Prue Shorter nodded.

“The dates are important,” he said, looking around the table. “The little girl was killed in October, 1988, so we’re talking about a time at least a year and a half later. Quite a long interval.” He turned to Prue Shorter again. “What I haven’t mentioned yet is how you got to know that Britt was responsible. After all, you didn’t know that her car was still in existence. You got to the truth by an altogether different route from ours.”

She said, “‘Responsible’ isn’t the word I’d use for her.”

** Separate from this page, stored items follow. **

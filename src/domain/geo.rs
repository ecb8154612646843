//! Geodesy and planar geometry utilities
//!
//! Pure, stateless functions. Great-circle math is used for distances and
//! bearings; gate-line crossing tests are done in a local planar frame
//! (gate widths are kilometers, so projection error is negligible).
//! Degenerate input (coincident points, zero-length segments) yields
//! `None` / 0 rather than an error.

use crate::domain::types::GeoPoint;

/// Mean Earth radius in meters
pub const EARTH_RADIUS_M: f64 = 6_371_000.0;

/// Meters per degree of latitude (and of longitude at the equator)
const METERS_PER_DEGREE: f64 = 111_320.0;

/// Great-circle distance between two points in meters (haversine)
pub fn distance_m(a: GeoPoint, b: GeoPoint) -> f64 {
    let lat1 = a.latitude.to_radians();
    let lat2 = b.latitude.to_radians();
    let dlat = (b.latitude - a.latitude).to_radians();
    let dlon = (b.longitude - a.longitude).to_radians();

    let h = (dlat / 2.0).sin().powi(2) + lat1.cos() * lat2.cos() * (dlon / 2.0).sin().powi(2);

    2.0 * EARTH_RADIUS_M * h.sqrt().asin()
}

/// Initial bearing from `a` to `b` in degrees [0, 360)
pub fn bearing_deg(a: GeoPoint, b: GeoPoint) -> f64 {
    let lat1 = a.latitude.to_radians();
    let lat2 = b.latitude.to_radians();
    let dlon = (b.longitude - a.longitude).to_radians();

    let y = dlon.sin() * lat2.cos();
    let x = lat1.cos() * lat2.sin() - lat1.sin() * lat2.cos() * dlon.cos();

    (y.atan2(x).to_degrees() + 360.0) % 360.0
}

/// Signed smallest rotation taking heading `from` onto heading `to`
///
/// Positive is clockwise. Range (-180, 180].
pub fn heading_difference_deg(from: f64, to: f64) -> f64 {
    let mut diff = (to - from) % 360.0;
    if diff > 180.0 {
        diff -= 360.0;
    } else if diff <= -180.0 {
        diff += 360.0;
    }
    diff
}

/// Signed perpendicular offset in meters of `point` from the great-circle
/// leg `start` -> `end`
///
/// Positive means the point lies right of the leg when facing `end`.
pub fn cross_track_distance_m(start: GeoPoint, end: GeoPoint, point: GeoPoint) -> f64 {
    let d13 = distance_m(start, point) / EARTH_RADIUS_M;
    let brg13 = bearing_deg(start, point).to_radians();
    let brg12 = bearing_deg(start, end).to_radians();

    (d13.sin() * (brg13 - brg12).sin()).asin() * EARTH_RADIUS_M
}

/// Offset in meters of `point` along the great-circle leg `start` -> `end`
pub fn along_track_distance_m(start: GeoPoint, end: GeoPoint, point: GeoPoint) -> f64 {
    let d13 = distance_m(start, point) / EARTH_RADIUS_M;
    let xtd = cross_track_distance_m(start, end, point) / EARTH_RADIUS_M;

    (d13.cos() / xtd.cos()).clamp(-1.0, 1.0).acos() * EARTH_RADIUS_M
}

/// A point in a local planar frame, meters east/north of a reference point
#[derive(Debug, Clone, Copy, PartialEq)]
pub struct LocalPoint {
    pub x: f64,
    pub y: f64,
}

/// Project a geographic point into the local meter frame anchored at `reference`
pub fn to_local(reference: GeoPoint, point: GeoPoint) -> LocalPoint {
    let cos_lat = reference.latitude.to_radians().cos();
    LocalPoint {
        x: (point.longitude - reference.longitude) * cos_lat * METERS_PER_DEGREE,
        y: (point.latitude - reference.latitude) * METERS_PER_DEGREE,
    }
}

/// Intersection point of two planar segments `p1->p2` and `q1->q2`
///
/// Returns `None` for parallel, non-overlapping, or degenerate
/// (coincident-point) input.
pub fn segment_intersection(
    p1: LocalPoint,
    p2: LocalPoint,
    q1: LocalPoint,
    q2: LocalPoint,
) -> Option<LocalPoint> {
    let r = (p2.x - p1.x, p2.y - p1.y);
    let s = (q2.x - q1.x, q2.y - q1.y);

    let denom = r.0 * s.1 - r.1 * s.0;
    if denom.abs() < f64::EPSILON {
        return None;
    }

    let qp = (q1.x - p1.x, q1.y - p1.y);
    let t = (qp.0 * s.1 - qp.1 * s.0) / denom;
    let u = (qp.0 * r.1 - qp.1 * r.0) / denom;

    if !(0.0..=1.0).contains(&t) || !(0.0..=1.0).contains(&u) {
        return None;
    }

    Some(LocalPoint { x: p1.x + t * r.0, y: p1.y + t * r.1 })
}

/// Interpolation fraction t in [0, 1] of `point` along the planar segment
/// `p1->p2`
///
/// A zero-length segment yields 0.
pub fn fraction_along(p1: LocalPoint, p2: LocalPoint, point: LocalPoint) -> f64 {
    let d = (p2.x - p1.x, p2.y - p1.y);
    let len_sq = d.0 * d.0 + d.1 * d.1;
    if len_sq < f64::EPSILON {
        return 0.0;
    }

    let t = ((point.x - p1.x) * d.0 + (point.y - p1.y) * d.1) / len_sq;
    t.clamp(0.0, 1.0)
}
//! Score state - penalty totals, per-gate breakdown and the audit log
//!
//! `ScoreState` is owned exclusively by one contestant tracker and mutated
//! through one serialized pipeline call per report. Totals only ever
//! increase for the lifetime of a track.

use crate::domain::types::{ContestantId, TrackingState};
use chrono::{DateTime, Utc};
use rustc_hash::FxHashMap;
use serde::Serialize;

/// One line in the append-only score audit log
#[derive(Debug, Clone, PartialEq, Serialize)]
pub struct ScoreLogEntry {
    pub points: f64,
    pub message: String,
    pub time: DateTime<Utc>,
}

/// Accumulating score for one contestant track
#[derive(Debug, Clone)]
pub struct ScoreState {
    gate_score: f64,
    track_score: f64,
    /// Per-gate penalty breakdown, keyed by gate name
    gate_penalties: FxHashMap<String, f64>,
    log: Vec<ScoreLogEntry>,
    pub tracking_state: TrackingState,
    /// Name of the most recently crossed gate
    pub last_gate: String,
    /// Advisory: name of the gate terminating the nearest leg
    pub current_leg: String,
}

impl ScoreState {
    pub fn new() -> Self {
        Self {
            gate_score: 0.0,
            track_score: 0.0,
            gate_penalties: FxHashMap::default(),
            log: Vec::with_capacity(16),
            tracking_state: TrackingState::BeforeStart,
            last_gate: String::new(),
            current_leg: String::new(),
        }
    }

    /// Total score; monotonically non-decreasing
    pub fn total(&self) -> f64 {
        self.gate_score + self.track_score
    }

    pub fn gate_score(&self) -> f64 {
        self.gate_score
    }

    pub fn track_score(&self) -> f64 {
        self.track_score
    }

    pub fn gate_penalty(&self, gate_name: &str) -> f64 {
        self.gate_penalties.get(gate_name).copied().unwrap_or(0.0)
    }

    pub fn log(&self) -> &[ScoreLogEntry] {
        &self.log
    }

    /// Apply a gate penalty (timing error or missed gate)
    pub fn apply_gate_penalty(
        &mut self,
        gate_name: &str,
        points: f64,
        message: String,
        time: DateTime<Utc>,
    ) {
        debug_assert!(points >= 0.0, "penalties never decrease the score");
        self.gate_score += points;
        *self.gate_penalties.entry(gate_name.to_string()).or_insert(0.0) += points;
        self.log.push(ScoreLogEntry { points, message, time });
    }

    /// Apply a tracking-behavior penalty (backtracking, failed procedure turn)
    pub fn apply_track_penalty(&mut self, points: f64, message: String, time: DateTime<Utc>) {
        debug_assert!(points >= 0.0, "penalties never decrease the score");
        self.track_score += points;
        self.log.push(ScoreLogEntry { points, message, time });
    }

    /// Append an informational zero-point log line
    pub fn note(&mut self, message: String, time: DateTime<Utc>) {
        self.log.push(ScoreLogEntry { points: 0.0, message, time });
    }
}

impl Default for ScoreState {
    fn default() -> Self {
        Self::new()
    }
}

/// The published score snapshot consumed by the collaborator layer
#[derive(Debug, Clone, Serialize)]
#[serde(rename_all = "camelCase")]
pub struct ScoreUpdate {
    pub contestant_id: ContestantId,
    /// Flight session ID (UUIDv7, stable for the lifetime of the track)
    pub session: String,
    /// Timestamp of the report that produced this update (epoch ms)
    pub ts: i64,
    pub score: f64,
    pub tracking_state: String,
    /// Gate name terminating the current leg, or empty
    pub current_leg: String,
    /// Name of the last crossed gate, or empty
    pub last_gate: String,
    pub score_log: Vec<ScoreLogEntry>,
}

#[cfg(test)]
mod tests {
    use super::*;
    use chrono::TimeZone;

    fn at(secs: u32) -> DateTime<Utc> {
        Utc.with_ymd_and_hms(2024, 6, 1, 9, 0, secs).unwrap()
    }

    #[test]
    fn test_new_score_state() {
        let score = ScoreState::new();
        assert_eq!(score.total(), 0.0);
        assert_eq!(score.tracking_state, TrackingState::BeforeStart);
        assert!(score.log().is_empty());
        assert_eq!(score.current_leg, "");
    }

    #[test]
    fn test_penalties_accumulate_per_bucket() {
        let mut score = ScoreState::new();
        score.apply_gate_penalty("SP", 4.0, "passed SP 2.3s late".to_string(), at(1));
        score.apply_gate_penalty("TP1", 100.0, "missed TP1".to_string(), at(2));
        score.apply_track_penalty(200.0, "backtracking".to_string(), at(3));

        assert_eq!(score.gate_score(), 104.0);
        assert_eq!(score.track_score(), 200.0);
        assert_eq!(score.total(), 304.0);
        assert_eq!(score.gate_penalty("SP"), 4.0);
        assert_eq!(score.gate_penalty("TP1"), 100.0);
        assert_eq!(score.gate_penalty("FP"), 0.0);
        assert_eq!(score.log().len(), 3);
    }

    #[test]
    fn test_total_is_monotonic() {
        let mut score = ScoreState::new();
        let mut last = score.total();
        score.apply_gate_penalty("SP", 0.0, "passed SP on time".to_string(), at(1));
        assert!(score.total() >= last);
        last = score.total();
        score.apply_track_penalty(200.0, "backtracking".to_string(), at(2));
        assert!(score.total() >= last);
        last = score.total();
        score.note("crossed the starting line".to_string(), at(3));
        assert!(score.total() >= last);
    }

    #[test]
    fn test_score_update_serializes_camel_case() {
        let update = ScoreUpdate {
            contestant_id: ContestantId::from("dev-1"),
            session: "0190d1f0-0000-7000-8000-000000000000".to_string(),
            ts: 1717232401000,
            score: 104.0,
            tracking_state: "tracking".to_string(),
            current_leg: "TP1".to_string(),
            last_gate: "SP".to_string(),
            score_log: vec![ScoreLogEntry {
                points: 4.0,
                message: "passed SP 2.3s late".to_string(),
                time: at(1),
            }],
        };

        let json = serde_json::to_value(&update).unwrap();
        assert_eq!(json["contestantId"], "dev-1");
        assert_eq!(json["trackingState"], "tracking");
        assert_eq!(json["currentLeg"], "TP1");
        assert_eq!(json["lastGate"], "SP");
        assert_eq!(json["scoreLog"][0]["points"], 4.0);
    }
}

“How did you discover that it was Britt who killed your daughter?” he pressed her.

“The roses,” she answered in a voice drained of the animation she’d displayed before. “They appeared on the grave the day after the funeral. A dozen in a plain transparent wrapper. No message. No indication who supplied them. I spent weeks trying to find out, asking at all the florists in Bath, Bristol, Trowbridge, Westbury, Melksham. I guessed they were placed there by the hit-and-run driver, you see. I knew. But I couldn’t trace the shop. She must have got them from London. I had to wait a whole year before I got any closer to her.”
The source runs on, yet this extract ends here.